EXERCISE:
Return the lines of the data below in which the string "LevelFilter" occurs.

MATERIAL TO PROCESS:

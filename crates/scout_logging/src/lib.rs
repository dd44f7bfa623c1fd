#![deny(missing_docs)]
//! Shared logging utilities for the scout workspace.
//!
//! This crate provides the `scout_*` logging macros used across the codebase,
//! the global logger setup for binaries, and a minimal test initializer. The
//! macros expand to the `log` facade re-exported from here, so callers do not
//! need their own `log` dependency.

use std::fs::File;
use std::path::PathBuf;

use simplelog::{
    ColorChoice, CombinedLogger, Config, ConfigBuilder, SharedLogger, TermLogger, TerminalMode,
    WriteLogger,
};

#[doc(hidden)]
pub use log;

/// Default log file, relative to the working directory.
pub const DEFAULT_LOG_FILE: &str = "scout.log";

/// Where log output goes.
#[derive(Debug, Clone, Copy, PartialEq, Eq, Default)]
pub enum LogDestination {
    /// The log file only.
    #[default]
    File,
    /// Stderr, so command output on stdout stays clean.
    Terminal,
    /// Stderr and the log file.
    Both,
    /// No logger is installed.
    Off,
}

impl LogDestination {
    fn to_terminal(self) -> bool {
        matches!(self, LogDestination::Terminal | LogDestination::Both)
    }

    fn to_file(self) -> bool {
        matches!(self, LogDestination::File | LogDestination::Both)
    }
}

/// Everything needed to install the global logger.
#[derive(Debug, Clone, PartialEq, Eq)]
pub struct LogSettings {
    /// Where output goes.
    pub destination: LogDestination,
    /// Most verbose level that is written.
    pub level: log::LevelFilter,
    /// Truncated on startup.
    pub file: PathBuf,
}

impl Default for LogSettings {
    fn default() -> Self {
        Self {
            destination: LogDestination::default(),
            level: log::LevelFilter::Info,
            file: PathBuf::from(DEFAULT_LOG_FILE),
        }
    }
}

/// Installs the global logger. Repeated calls are ignored.
///
/// A log file that cannot be created is reported on stderr and skipped.
pub fn initialize(settings: &LogSettings) {
    let loggers = build_loggers(settings);
    if loggers.is_empty() {
        return;
    }
    let _ = CombinedLogger::init(loggers);
}

/// Builds the loggers `settings` asks for without installing them.
pub fn build_loggers(settings: &LogSettings) -> Vec<Box<dyn SharedLogger>> {
    let config = build_config();
    let mut loggers: Vec<Box<dyn SharedLogger>> = Vec::new();
    if settings.destination.to_terminal() {
        loggers.push(TermLogger::new(
            settings.level,
            config.clone(),
            TerminalMode::Stderr,
            ColorChoice::Auto,
        ));
    }
    if settings.destination.to_file() {
        match File::create(&settings.file) {
            Ok(file) => loggers.push(WriteLogger::new(settings.level, config, file)),
            Err(err) => eprintln!(
                "Warning: Could not create log file at {:?}: {}",
                settings.file, err
            ),
        }
    }
    loggers
}

fn build_config() -> Config {
    ConfigBuilder::new()
        .set_time_format_rfc3339()
        .set_target_level(log::LevelFilter::Error)
        .build()
}

/// Logs a trace-level message using the global logging facade.
#[macro_export]
macro_rules! scout_trace {
    ($($arg:tt)*) => {{
        $crate::log::trace!($($arg)*);
    }};
}

/// Logs a debug-level message using the global logging facade.
#[macro_export]
macro_rules! scout_debug {
    ($($arg:tt)*) => {{
        $crate::log::debug!($($arg)*);
    }};
}

/// Logs an info-level message using the global logging facade.
#[macro_export]
macro_rules! scout_info {
    ($($arg:tt)*) => {{
        $crate::log::info!($($arg)*);
    }};
}

/// Logs a warn-level message using the global logging facade.
#[macro_export]
macro_rules! scout_warn {
    ($($arg:tt)*) => {{
        $crate::log::warn!($($arg)*);
    }};
}

/// Logs an error-level message using the global logging facade.
#[macro_export]
macro_rules! scout_error {
    ($($arg:tt)*) => {{
        $crate::log::error!($($arg)*);
    }};
}

/// Parses a level name such as `"debug"` or `"WARN"`.
///
/// Unknown names fall back to `Info`.
pub fn parse_level(name: &str) -> log::LevelFilter {
    name.trim().parse().unwrap_or(log::LevelFilter::Info)
}

/// Initializes a simple terminal logger for use in tests.
///
/// This safely no-ops if another logger has already been initialized.
pub fn initialize_for_tests() {
    use simplelog::{ColorChoice, CombinedLogger, Config, TermLogger, TerminalMode};

    // Use debug level in debug builds, info in release builds.
    let level = if cfg!(debug_assertions) {
        log::LevelFilter::Debug
    } else {
        log::LevelFilter::Info
    };

    // Ignore the error if a logger was already set by another test.
    let _ = CombinedLogger::init(vec![TermLogger::new(
        level,
        Config::default(),
        TerminalMode::Mixed,
        ColorChoice::Auto,
    )]);
}

#[cfg(test)]
mod tests {
    use super::*;
    use log::{Level, Log, Record};

    #[test]
    fn parse_level_accepts_any_case_and_falls_back() {
        assert_eq!(parse_level("debug"), log::LevelFilter::Debug);
        assert_eq!(parse_level(" WARN "), log::LevelFilter::Warn);
        assert_eq!(parse_level("chatty"), log::LevelFilter::Info);
    }

    #[test]
    fn destination_selects_loggers() {
        let dir = tempfile::tempdir().unwrap();
        let settings = |destination| LogSettings {
            destination,
            file: dir.path().join(DEFAULT_LOG_FILE),
            ..LogSettings::default()
        };
        assert_eq!(build_loggers(&settings(LogDestination::Off)).len(), 0);
        assert_eq!(build_loggers(&settings(LogDestination::Terminal)).len(), 1);
        assert_eq!(build_loggers(&settings(LogDestination::File)).len(), 1);
        assert_eq!(build_loggers(&settings(LogDestination::Both)).len(), 2);
    }

    #[test]
    fn unwritable_log_file_is_skipped() {
        let dir = tempfile::tempdir().unwrap();
        let settings = LogSettings {
            destination: LogDestination::Both,
            file: dir.path().join("missing").join(DEFAULT_LOG_FILE),
            ..LogSettings::default()
        };
        // The terminal logger survives on its own.
        assert_eq!(build_loggers(&settings).len(), 1);
    }

    #[test]
    fn file_logger_respects_level() {
        let dir = tempfile::tempdir().unwrap();
        let path = dir.path().join(DEFAULT_LOG_FILE);
        let settings = LogSettings {
            destination: LogDestination::File,
            level: log::LevelFilter::Info,
            file: path.clone(),
        };
        let loggers = build_loggers(&settings);
        let logger = &loggers[0];
        logger.log(
            &Record::builder()
                .args(format_args!("poll started for {}", "coffee"))
                .level(Level::Info)
                .target("scout_engine")
                .build(),
        );
        logger.log(
            &Record::builder()
                .args(format_args!("tick {}", 7))
                .level(Level::Debug)
                .target("scout_engine")
                .build(),
        );
        logger.flush();

        let written = std::fs::read_to_string(&path).unwrap();
        assert!(written.contains("poll started for coffee"));
        assert!(!written.contains("tick 7"));
    }
}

RESPONSE TO THE TASK:
    pub level: log::LevelFilter,
            level: log::LevelFilter::Info,
        .set_target_level(log::LevelFilter::Error)
pub fn parse_level(name: &str) -> log::LevelFilter {
    name.trim().parse().unwrap_or(log::LevelFilter::Info)
        log::LevelFilter::Debug
        log::LevelFilter::Info
        assert_eq!(parse_level("debug"), log::LevelFilter::Debug);
        assert_eq!(parse_level(" WARN "), log::LevelFilter::Warn);
        assert_eq!(parse_level("chatty"), log::LevelFilter::Info);
            level: log::LevelFilter::Info,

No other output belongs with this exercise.